Now, with the holiday season, retailing has returned marginally from the brink. The extraordinary shock of the situation has eased, and shopping has become one of the easiest ways for us to get on with our lives. It's less threatening than getting on a plane or maybe even opening the mail. It's like coming home -- the simple act reminds us of when -- before September 11 -- it was always a good time to shop. And President Bush says it's the right thing to do.

Not only that, but everything's on sale.

Exactly. Overlaying the emotional resonance is the most compelling reason of all to shop -- and that is, the sales are huge! Even though the economists say it's a recession and people are losing their jobs, we're going to save a lot of money by shopping now.

So, people are finding their way back into stores, where everything is being sold at huge discounts. Luxury-goods retailers are plastering their windows with signs for 35% discounts. Department stores are cutting even deeper. Retailers are saying, If we don't get them in the door now, we don't have a chance. They're panicking out of necessity. There are very few retailers who are in very strong positions and a ton of retailers who are very precarious.

If huge sales are the most compelling reason for people to shop now, can the prospects for retailers be very bright come December 26?

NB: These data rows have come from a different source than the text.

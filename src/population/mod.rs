//! The closed population a simulation runs on.
//!
//! A [`Population`] is an ordered sequence of [`Individual`]s. Positions matter: contact
//! sampling picks partners by index and removals shift everyone behind the removed individual.
//! Individuals are only ever removed (by death) after construction, so
//! `len() + deaths() == initial_size()` always holds.
mod individual;

pub use individual::Individual;

use log::{debug, trace};
use rand::Rng;

use crate::error::EpisimError;
use crate::health_state::{HealthState, Kind, Severity};
use crate::random::RngSampleExt;

/// Number of individuals of each kind at one point in time.
#[derive(Copy, Clone, Debug, Default, PartialEq, Eq)]
pub struct KindCounts {
    pub healthy: usize,
    pub asymptomatic: usize,
    pub light: usize,
    pub mild: usize,
    pub severe: usize,
    pub immunized: usize,
}

impl KindCounts {
    #[must_use]
    pub fn get(&self, kind: Kind) -> usize {
        match kind {
            Kind::Healthy => self.healthy,
            Kind::Asymptomatic => self.asymptomatic,
            Kind::SymptomaticLight => self.light,
            Kind::SymptomaticMild => self.mild,
            Kind::SymptomaticSevere => self.severe,
            Kind::Immunized => self.immunized,
        }
    }

    fn increment(&mut self, kind: Kind) {
        let count = match kind {
            Kind::Healthy => &mut self.healthy,
            Kind::Asymptomatic => &mut self.asymptomatic,
            Kind::SymptomaticLight => &mut self.light,
            Kind::SymptomaticMild => &mut self.mild,
            Kind::SymptomaticSevere => &mut self.severe,
            Kind::Immunized => &mut self.immunized,
        };
        *count += 1;
    }

    /// Sum over all six kinds.
    #[must_use]
    pub fn total(&self) -> usize {
        self.healthy + self.asymptomatic + self.light + self.mild + self.severe + self.immunized
    }

    /// Sum over the infected family.
    #[must_use]
    pub fn infected(&self) -> usize {
        self.asymptomatic + self.light + self.mild + self.severe
    }
}

#[derive(Clone, Debug)]
pub struct Population {
    individuals: Vec<Individual>,
    space: usize,
    deaths: usize,
    initial_size: usize,
}

impl Population {
    /// Creates `population_size` healthy individuals, turns `initial_cases` of them into light
    /// symptomatic cases and shuffles the whole sequence once so the seeds are spread out.
    ///
    /// # Errors
    ///
    /// Returns [`EpisimError::ConfigError`] if there are more initial cases than individuals.
    pub fn new<R: Rng + ?Sized>(
        initial_cases: usize,
        population_size: usize,
        space: usize,
        rng: &mut R,
    ) -> Result<Self, EpisimError> {
        if initial_cases > population_size {
            return Err(format!(
                "initial cases ({initial_cases}) exceed the population size ({population_size})"
            )
            .into());
        }
        trace!(
            "initializing population of {} with {} initial cases",
            population_size,
            initial_cases
        );
        let mut individuals = vec![Individual::default(); population_size];
        for individual in individuals.iter_mut().take(initial_cases) {
            individual.set_state(HealthState::infected(Severity::Light));
        }
        rng.shuffle_slice(&mut individuals);

        Ok(Population {
            individuals,
            space,
            deaths: 0,
            initial_size: population_size,
        })
    }

    /// Builds a population from explicit individuals, in the given order, without shuffling.
    #[must_use]
    pub fn from_individuals(individuals: Vec<Individual>, space: usize) -> Self {
        let initial_size = individuals.len();
        Population {
            individuals,
            space,
            deaths: 0,
            initial_size,
        }
    }

    #[must_use]
    pub fn len(&self) -> usize {
        self.individuals.len()
    }

    #[must_use]
    pub fn is_empty(&self) -> bool {
        self.individuals.is_empty()
    }

    #[must_use]
    pub fn space(&self) -> usize {
        self.space
    }

    /// Cumulative number of individuals removed by death.
    #[must_use]
    pub fn deaths(&self) -> usize {
        self.deaths
    }

    #[must_use]
    pub fn initial_size(&self) -> usize {
        self.initial_size
    }

    #[must_use]
    pub fn individuals(&self) -> &[Individual] {
        &self.individuals
    }

    pub(crate) fn individuals_mut(&mut self) -> &mut [Individual] {
        &mut self.individuals
    }

    #[must_use]
    pub fn get(&self, index: usize) -> Option<&Individual> {
        self.individuals.get(index)
    }

    pub fn iter(&self) -> impl Iterator<Item = &Individual> {
        self.individuals.iter()
    }

    /// Number of individuals in the infected family, whatever their severity.
    #[must_use]
    pub fn num_infected(&self) -> usize {
        self.iter().filter(|i| i.state().is_infected()).count()
    }

    #[must_use]
    pub fn num_immunized(&self) -> usize {
        self.iter().filter(|i| i.state().is_immunized()).count()
    }

    /// Infected individuals (asymptomatic included) that have not been diagnosed yet.
    #[must_use]
    pub fn infected_without_diagnosis(&self) -> usize {
        self.iter()
            .filter(|i| i.state().is_infected() && !i.is_diagnosed())
            .count()
    }

    /// Infected individuals that have been diagnosed. Diagnosed individuals that have since
    /// recovered are not counted.
    #[must_use]
    pub fn num_diagnosed(&self) -> usize {
        self.iter()
            .filter(|i| i.state().is_infected() && i.is_diagnosed())
            .count()
    }

    #[must_use]
    pub fn count_kinds(&self) -> KindCounts {
        let mut counts = KindCounts::default();
        for individual in self.iter() {
            counts.increment(individual.state().kind());
        }
        counts
    }

    /// Removes the individuals at `indices` and counts them as deaths. Indices refer to positions
    /// before any removal; they are applied from the back so earlier positions stay valid.
    /// Duplicate and out-of-range indices are ignored. Returns the number removed.
    pub fn remove_dead(&mut self, indices: &[usize]) -> usize {
        let mut sorted = indices.to_vec();
        sorted.sort_unstable();
        sorted.dedup();

        let mut removed = 0;
        for &index in sorted.iter().rev() {
            if index < self.individuals.len() {
                self.individuals.remove(index);
                removed += 1;
            }
        }
        self.deaths += removed;
        if removed > 0 {
            debug!(
                "removed {} individuals, {} deaths so far",
                removed, self.deaths
            );
        }
        removed
    }
}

What's going on in stores now reflects a larger problem rooted in what shoppers were thinking and doing before September 11. A big part of it is what we've called the "overstuffed consumer." For the past six years, consumers have bought just about everything in sight -- clothes, computers, cell phones, cars, jewelry. Well before September 11, long before economists started screaming about a recession, consumers' closets were full, their garages were full -- and they were full. They were absolutely sated.

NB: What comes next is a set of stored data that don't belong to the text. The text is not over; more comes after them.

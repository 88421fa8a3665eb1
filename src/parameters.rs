//! Run parameters, loadable from a JSON file.
//!
//! Every field has a default, so a file only needs the values it changes:
//!
//! ```json
//! {
//!     "population_size": 2000,
//!     "shares": { "light": 0.3, "mild": 0.4, "severe": 0.2, "asymptomatic": 0.1 },
//!     "interaction": { "type": "constant", "rounds": 3 }
//! }
//! ```
use std::fs::File;
use std::io::BufReader;
use std::path::Path;

use log::info;
use rand::Rng;
use serde_derive::{Deserialize, Serialize};

use crate::error::EpisimError;
use crate::interaction::{InteractionConfig, InteractionModel};
use crate::pathogen::{Pathogen, SeverityShares};
use crate::population::Population;
use crate::simulation::{ExposureRule, SimulationSettings};

#[derive(Clone, Debug, PartialEq, Serialize, Deserialize)]
#[serde(default, deny_unknown_fields)]
pub struct Parameters {
    pub population_size: usize,
    pub initial_cases: usize,
    pub space: usize,
    /// Days an infection lasts before the individual is immunized.
    pub life_time: u32,
    /// Daily death probability of a severe case.
    pub death_rate: f64,
    pub shares: SeverityShares,
    pub transmission_probability: f64,
    /// Number of simulated days.
    pub iterations: usize,
    pub activity_level: f64,
    pub diagnosis_rate: f64,
    pub exposure_rule: ExposureRule,
    pub interaction: InteractionConfig,
}

impl Default for Parameters {
    fn default() -> Self {
        Parameters {
            population_size: 1000,
            initial_cases: 20,
            space: 500,
            life_time: 15,
            death_rate: 0.01,
            shares: SeverityShares::default(),
            transmission_probability: 1.0,
            iterations: 30,
            activity_level: 0.8,
            diagnosis_rate: 1.0,
            exposure_rule: ExposureRule::default(),
            interaction: InteractionConfig::default(),
        }
    }
}

impl Parameters {
    /// Reads and validates parameters from a JSON file.
    ///
    /// # Errors
    ///
    /// Returns [`EpisimError::IoError`] if the file cannot be opened,
    /// [`EpisimError::JsonError`] if it is not a valid parameter document, and any error of
    /// [`Parameters::validate`].
    pub fn from_file(path: &Path) -> Result<Self, EpisimError> {
        info!("loading parameters from {}", path.display());
        let reader = BufReader::new(File::open(path)?);
        let parameters: Parameters = serde_json::from_reader(reader)?;
        parameters.validate()?;
        Ok(parameters)
    }

    /// Checks everything that can be checked before building the run inputs.
    ///
    /// # Errors
    ///
    /// Returns [`EpisimError::ConfigError`] or [`EpisimError::InvalidShares`] for the first
    /// invalid value found.
    pub fn validate(&self) -> Result<(), EpisimError> {
        if self.initial_cases > self.population_size {
            return Err(format!(
                "initial cases ({}) exceed the population size ({})",
                self.initial_cases, self.population_size
            )
            .into());
        }
        self.build_pathogen()?;
        self.settings().validate()?;
        self.interaction.validate()
    }

    /// # Errors
    ///
    /// See [`Pathogen::new`].
    pub fn build_pathogen(&self) -> Result<Pathogen, EpisimError> {
        Pathogen::new(
            self.life_time,
            self.death_rate,
            self.shares,
            self.transmission_probability,
        )
    }

    /// # Errors
    ///
    /// See [`Population::new`].
    pub fn build_population<R: Rng + ?Sized>(&self, rng: &mut R) -> Result<Population, EpisimError> {
        Population::new(self.initial_cases, self.population_size, self.space, rng)
    }

    #[must_use]
    pub fn build_interaction(&self) -> Box<dyn InteractionModel> {
        self.interaction.build()
    }

    #[must_use]
    pub fn settings(&self) -> SimulationSettings {
        SimulationSettings::new(self.activity_level, self.diagnosis_rate)
            .with_exposure_rule(self.exposure_rule)
    }
}

#[cfg(test)]
mod tests {
    use std::io::Write;

    use tempfile::NamedTempFile;

    use super::*;
    use crate::random::seeded_rng;

    fn write_parameters(json: &str) -> NamedTempFile {
        let mut file = NamedTempFile::new().unwrap();
        file.write_all(json.as_bytes()).unwrap();
        file
    }

    #[test]
    fn defaults_are_valid() {
        let parameters = Parameters::default();
        parameters.validate().unwrap();
        let pathogen = parameters.build_pathogen().unwrap();
        assert_eq!(pathogen.life_time(), 15);

        let mut rng = seeded_rng(0);
        let population = parameters.build_population(&mut rng).unwrap();
        assert_eq!(population.len(), 1000);
        assert_eq!(population.num_infected(), 20);
        assert_eq!(parameters.build_interaction().interactions(1000, 0.8, 500), 8);
    }

    #[test]
    fn partial_file_keeps_defaults() {
        let file = write_parameters(
            r#"{
                "population_size": 50,
                "initial_cases": 2,
                "exposure_rule": "directional",
                "interaction": { "type": "constant", "rounds": 3 }
            }"#,
        );
        let parameters = Parameters::from_file(file.path()).unwrap();
        assert_eq!(parameters.population_size, 50);
        assert_eq!(parameters.initial_cases, 2);
        assert_eq!(parameters.exposure_rule, ExposureRule::Directional);
        assert_eq!(parameters.interaction, InteractionConfig::Constant { rounds: 3 });
        assert_eq!(parameters.iterations, 30);
        assert_eq!(parameters.shares, SeverityShares::default());
    }

    #[test]
    fn invalid_shares_rejected() {
        let file = write_parameters(
            r#"{ "shares": { "light": 0.5, "mild": 0.5, "severe": 0.5, "asymptomatic": 0.5 } }"#,
        );
        assert!(matches!(
            Parameters::from_file(file.path()),
            Err(EpisimError::InvalidShares { .. })
        ));
    }

    #[test]
    fn unknown_fields_rejected() {
        let file = write_parameters(r#"{ "populaton_size": 10 }"#);
        assert!(matches!(
            Parameters::from_file(file.path()),
            Err(EpisimError::JsonError(_))
        ));
    }

    #[test]
    fn missing_file() {
        assert!(matches!(
            Parameters::from_file(Path::new("does/not/exist.json")),
            Err(EpisimError::IoError(_))
        ));
    }

    #[test]
    fn inconsistent_values_rejected() {
        let parameters = Parameters {
            initial_cases: 11,
            population_size: 10,
            ..Parameters::default()
        };
        assert!(matches!(
            parameters.validate(),
            Err(EpisimError::ConfigError(_))
        ));

        let parameters = Parameters {
            diagnosis_rate: 2.0,
            ..Parameters::default()
        };
        assert!(parameters.validate().is_err());

        let parameters = Parameters {
            interaction: InteractionConfig::ActivityScaled { max_rounds: 0 },
            ..Parameters::default()
        };
        assert!(parameters.validate().is_err());
    }
}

It wasn't that consumers weren't willing to shop. You could tempt them. But it got to the point where, unless new products were extraordinarily innovative or there was a huge sale, they didn't need anything. How many more pairs of denim do I need? How many computers or phones? Previously, they always had to have the newest and latest -- then they got it and realized that the latest wasn't much different from what they had before. So, enough already.